[Directions for this task]: Write out the records below once more, exactly as they stand.

[Data for this task]:
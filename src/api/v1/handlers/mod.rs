pub mod admin;
pub mod users;
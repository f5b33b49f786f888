//! The access log sees every request, including the ones a gate refused.

mod common;

use std::io;
use std::sync::{Arc, Mutex};

use axum::http::StatusCode;
use tracing_subscriber::fmt::MakeWriter;

use common::app;
use fx_gate::config::{AdminAuthMode, UserAuthMode};

#[derive(Clone, Default)]
struct Captured(Arc<Mutex<Vec<u8>>>);

impl Captured {
    fn text(&self) -> String {
        String::from_utf8(self.0.lock().unwrap().clone()).unwrap()
    }
}

impl io::Write for Captured {
    fn write(&mut self, buf: &[u8]) -> io::Result<usize> {
        self.0.lock().unwrap().extend_from_slice(buf);
        Ok(buf.len())
    }

    fn flush(&mut self) -> io::Result<()> {
        Ok(())
    }
}

impl<'a> MakeWriter<'a> for Captured {
    type Writer = Captured;

    fn make_writer(&'a self) -> Self::Writer {
        self.clone()
    }
}

fn capture() -> (Captured, tracing::subscriber::DefaultGuard) {
    let captured = Captured::default();
    let subscriber = tracing_subscriber::fmt()
        .with_writer(captured.clone())
        .with_ansi(false)
        .with_max_level(tracing::Level::DEBUG)
        .finish();
    let guard = tracing::subscriber::set_default(subscriber);
    (captured, guard)
}

#[tokio::test]
async fn rejected_request_is_logged_with_method_path_and_status() {
    let (captured, _guard) = capture();
    let app = app(AdminAuthMode::Bearer, UserAuthMode::Bearer);

    let (status, _) = app.get("/api/v1/admin/me", &[]).await;
    assert_eq!(status, StatusCode::UNAUTHORIZED);

    let log = captured.text();
    let line = log
        .lines()
        .find(|l| l.contains("finished processing request"))
        .unwrap_or_else(|| panic!("no access log line in:\n{log}"));
    assert!(line.contains("method=GET"), "{line}");
    assert!(line.contains("/api/v1/admin/me"), "{line}");
    assert!(line.contains("status=401"), "{line}");
    assert!(log.contains("admin gate rejected request"), "{log}");
}

#[tokio::test]
async fn credentials_never_reach_the_log() {
    let (captured, _guard) = capture();
    let app = app(AdminAuthMode::Bearer, UserAuthMode::Telegram);
    let token = app.codec.encode("a1", false, 60).unwrap();
    let header = common::bearer(&token);

    let (status, _) = app
        .get("/api/v1/admin/me", &[("authorization", header.as_str())])
        .await;
    assert_eq!(status, StatusCode::UNAUTHORIZED);

    let (status, _) = app.get("/api/v1/me", &[("x-telegram-id", "tg-100")]).await;
    assert_eq!(status, StatusCode::OK);

    let log = captured.text();
    assert!(log.contains("status=200"), "{log}");
    assert!(!log.contains(&token), "{log}");
    assert!(!log.contains("tg-100"), "{log}");
}
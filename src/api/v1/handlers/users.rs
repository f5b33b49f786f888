/*
 * Responsibility
 * - POST /users/login: Telegram id -> user token (issued with the user TTL)
 * - GET  /me: the identity the user gate attached
 */
use axum::{Json, extract::State};

use crate::{
    api::v1::dto::auth::{TokenResponse, UserLoginRequest},
    api::v1::extractors::{Identity, VerifiedIdentity},
    error::AppError,
    state::AppState,
};

pub async fn login(
    State(state): State<AppState>,
    Json(req): Json<UserLoginRequest>,
) -> Result<Json<TokenResponse>, AppError> {
    req.validate()
        .map_err(|msg| AppError::InvalidRequest(msg.to_string()))?;

    let account = state
        .accounts
        .find_by_telegram_id(req.telegram_id.trim())
        .await?
        .ok_or(AppError::Unauthorized("user not found"))?;

    if account.is_admin() {
        return Err(AppError::Unauthorized(
            "admin accounts cannot use user routes",
        ));
    }

    let token = state.codec.encode(&account.id, false, state.ttl.user_seconds)?;
    tracing::info!(user_id = %account.id, "user token issued");

    Ok(Json(TokenResponse::bearer(token, state.ttl.user_seconds)))
}

pub async fn me(Identity(identity): Identity) -> Json<VerifiedIdentity> {
    Json(identity)
}
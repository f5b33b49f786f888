/*
 * Responsibility
 * - v1 public surface (routes() and the identity extractor)
 */
pub mod dto;
pub mod extractors;
pub mod handlers;
mod routes;

pub use routes::routes;
/*
 * Responsibility
 * - middleware public interface
 * - auth gates, access log / request id / limits, CORS
 */
pub mod auth;
pub mod cors;
pub mod http;
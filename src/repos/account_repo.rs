/*
 * Responsibility
 * - accounts table queries (SQLx)
 * - read-only: accounts are created and edited elsewhere
 *
 * Schema
 *   accounts(id TEXT PRIMARY KEY, kind TEXT NOT NULL, telegram_id TEXT UNIQUE NULL)
 *   kind is 'admin' or 'user'
 */
use sqlx::{FromRow, PgPool};

use crate::repos::error::RepoError;

#[derive(Debug, FromRow)]
pub struct AccountRow {
    pub id: String,
    pub kind: String,
}

pub async fn get(db: &PgPool, id: &str) -> Result<Option<AccountRow>, RepoError> {
    let row = sqlx::query_as::<_, AccountRow>(
        r#"
        SELECT id, kind
        FROM accounts
        WHERE id = $1
        "#,
    )
    .bind(id)
    .fetch_optional(db)
    .await?;

    Ok(row)
}

pub async fn get_by_telegram_id(
    db: &PgPool,
    telegram_id: &str,
) -> Result<Option<AccountRow>, RepoError> {
    let row = sqlx::query_as::<_, AccountRow>(
        r#"
        SELECT id, kind
        FROM accounts
        WHERE telegram_id = $1
        "#,
    )
    .bind(telegram_id)
    .fetch_optional(db)
    .await?;

    Ok(row)
}
//! Request-authentication gate for an admin console and a Telegram-linked
//! end-user client.
//!
//! - [`services::auth::TokenCodec`] signs and verifies HS256 tokens.
//! - [`middleware::auth::AdminGate`] admits admin-token (or legacy basic) callers.
//! - [`middleware::auth::UserGate`] admits known, non-admin accounts by
//!   Telegram id or user token.
//!
//! A gate that admits a request leaves a
//! [`api::v1::extractors::VerifiedIdentity`] in its extensions; one that
//! refuses answers 401 `{"error": "<reason>"}` and the handler never runs.

pub mod api;
pub mod app;
pub mod config;
pub mod error;
pub mod middleware;
pub mod repos;
pub mod services;
pub mod state;
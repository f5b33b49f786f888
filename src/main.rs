/*
 * Responsibility
 * - tokio runtime
 * - hand off to app::run() (no logic here)
 */
use anyhow::Result;

#[tokio::main]
async fn main() -> Result<()> {
    fx_gate::app::run().await
}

[Exercise result]:
filename src/api/v1/handlers/mod.rs
pub mod admin;
pub mod users;
repository f5b33b49f786f888
//! The access log sees every request, including the ones a gate refused.

mod common;

use std::io;
use std::sync::{Arc, Mutex};

use axum::http::StatusCode;
use tracing_subscriber::fmt::MakeWriter;

use common::app;
use fx_gate::config::{AdminAuthMode, UserAuthMode};

#[derive(Clone, Default)]
struct Captured(Arc<Mutex<Vec<u8>>>);

impl Captured {
    fn text(&self) -> String {
        String::from_utf8(self.0.lock().unwrap().clone()).unwrap()
    }
}

impl io::Write for Captured {
    fn write(&mut self, buf: &[u8]) -> io::Result<usize> {
        self.0.lock().unwrap().extend_from_slice(buf);
        Ok(buf.len())
    }

    fn flush(&mut self) -> io::Result<()> {
        Ok(())
    }
}

impl<'a> MakeWriter<'a> for Captured {
    type Writer = Captured;

    fn make_writer(&'a self) -> Self::Writer {
        self.clone()
    }
}

fn capture() -> (Captured, tracing::subscriber::DefaultGuard) {
    let captured = Captured::default();
    let subscriber = tracing_subscriber::fmt()
        .with_writer(captured.clone())
        .with_ansi(false)
        .with_max_level(tracing::Level::DEBUG)
        .finish();
    let guard = tracing::subscriber::set_default(subscriber);
    (captured, guard)
}

#[tokio::test]
async fn rejected_request_is_logged_with_method_path_and_status() {
    let (captured, _guard) = capture();
    let app = app(AdminAuthMode::Bearer, UserAuthMode::Bearer);

    let (status, _) = app.get("/api/v1/admin/me", &[]).await;
    assert_eq!(status, StatusCode::UNAUTHORIZED);

    let log = captured.text();
    let line = log
        .lines()
        .find(|l| l.contains("finished processing request"))
        .unwrap_or_else(|| panic!("no access log line in:\n{log}"));
    assert!(line.contains("method=GET"), "{line}");
    assert!(line.contains("/api/v1/admin/me"), "{line}");
    assert!(line.contains("status=401"), "{line}");
    assert!(log.contains("admin gate rejected request"), "{log}");
}

#[tokio::test]
async fn credentials_never_reach_the_log() {
    let (captured, _guard) = capture();
    let app = app(AdminAuthMode::Bearer, UserAuthMode::Telegram);
    let token = app.codec.encode("a1", false, 60).unwrap();
    let header = common::bearer(&token);

    let (status, _) = app
        .get("/api/v1/admin/me", &[("authorization", header.as_str())])
        .await;
    assert_eq!(status, StatusCode::UNAUTHORIZED);

    let (status, _) = app.get("/api/v1/me", &[("x-telegram-id", "tg-100")]).await;
    assert_eq!(status, StatusCode::OK);

    let log = captured.text();
    assert!(log.contains("status=200"), "{log}");
    assert!(!log.contains(&token), "{log}");
    assert!(!log.contains("tg-100"), "{log}");
}
filename src/api/v1/handlers/users.rs
repository f5b33b49f786f888
/*
 * Responsibility
 * - POST /users/login: Telegram id -> user token (issued with the user TTL)
 * - GET  /me: the identity the user gate attached
 */
use axum::{Json, extract::State};

use crate::{
    api::v1::dto::auth::{TokenResponse, UserLoginRequest},
    api::v1::extractors::{Identity, VerifiedIdentity},
    error::AppError,
    state::AppState,
};

pub async fn login(
    State(state): State<AppState>,
    Json(req): Json<UserLoginRequest>,
) -> Result<Json<TokenResponse>, AppError> {
    req.validate()
        .map_err(|msg| AppError::InvalidRequest(msg.to_string()))?;

    let account = state
        .accounts
        .find_by_telegram_id(req.telegram_id.trim())
        .await?
        .ok_or(AppError::Unauthorized("user not found"))?;

    if account.is_admin() {
        return Err(AppError::Unauthorized(
            "admin accounts cannot use user routes",
        ));
    }

    let token = state.codec.encode(&account.id, false, state.ttl.user_seconds)?;
    tracing::info!(user_id = %account.id, "user token issued");

    Ok(Json(TokenResponse::bearer(token, state.ttl.user_seconds)))
}

pub async fn me(Identity(identity): Identity) -> Json<VerifiedIdentity> {
    Json(identity)
}
repository f5b33b49f786f888
/*
 * Responsibility
 * - v1 public surface (routes() and the identity extractor)
 */
pub mod dto;
pub mod extractors;
pub mod handlers;
mod routes;

pub use routes::routes;
/*
 * Responsibility
 * - middleware public interface
 * - auth gates, access log / request id / limits, CORS
 */
pub mod auth;
pub mod cors;
pub mod http;
filename src/repos/account_repo.rs
/*
 * Responsibility
 * - accounts table queries (SQLx)
 * - read-only: accounts are created and edited elsewhere
 *
 * Schema
 *   accounts(id TEXT PRIMARY KEY, kind TEXT NOT NULL, telegram_id TEXT UNIQUE NULL)
 *   kind is 'admin' or 'user'
 */
use sqlx::{FromRow, PgPool};

use crate::repos::error::RepoError;

#[derive(Debug, FromRow)]
pub struct AccountRow {
    pub id: String,
    pub kind: String,
}

pub async fn get(db: &PgPool, id: &str) -> Result<Option<AccountRow>, RepoError> {
    let row = sqlx::query_as::<_, AccountRow>(
        r#"
        SELECT id, kind
        FROM accounts
        WHERE id = $1
        "#,
    )
    .bind(id)
    .fetch_optional(db)
    .await?;

    Ok(row)
}

pub async fn get_by_telegram_id(
    db: &PgPool,
    telegram_id: &str,
) -> Result<Option<AccountRow>, RepoError> {
    let row = sqlx::query_as::<_, AccountRow>(
        r#"
        SELECT id, kind
        FROM accounts
        WHERE telegram_id = $1
        "#,
    )
    .bind(telegram_id)
    .fetch_optional(db)
    .await?;

    Ok(row)
}
//! Request-authentication gate for an admin console and a Telegram-linked
//! end-user client.
//!
//! - [`services::auth::TokenCodec`] signs and verifies HS256 tokens.
//! - [`middleware::auth::AdminGate`] admits admin-token (or legacy basic) callers.
//! - [`middleware::auth::UserGate`] admits known, non-admin accounts by
//!   Telegram id or user token.
//!
//! A gate that admits a request leaves a
//! [`api::v1::extractors::VerifiedIdentity`] in its extensions; one that
//! refuses answers 401 `{"error": "<reason>"}` and the handler never runs.

pub mod api;
pub mod app;
pub mod config;
pub mod error;
pub mod middleware;
pub mod repos;
pub mod services;
pub mod state;
repository f5b33b49f786f888
filename src/main.rs
/*
 * Responsibility
 * - tokio runtime
 * - hand off to app::run() (no logic here)
 */
use anyhow::Result;

#[tokio::main]
async fn main() -> Result<()> {
    fx_gate::app::run().await
}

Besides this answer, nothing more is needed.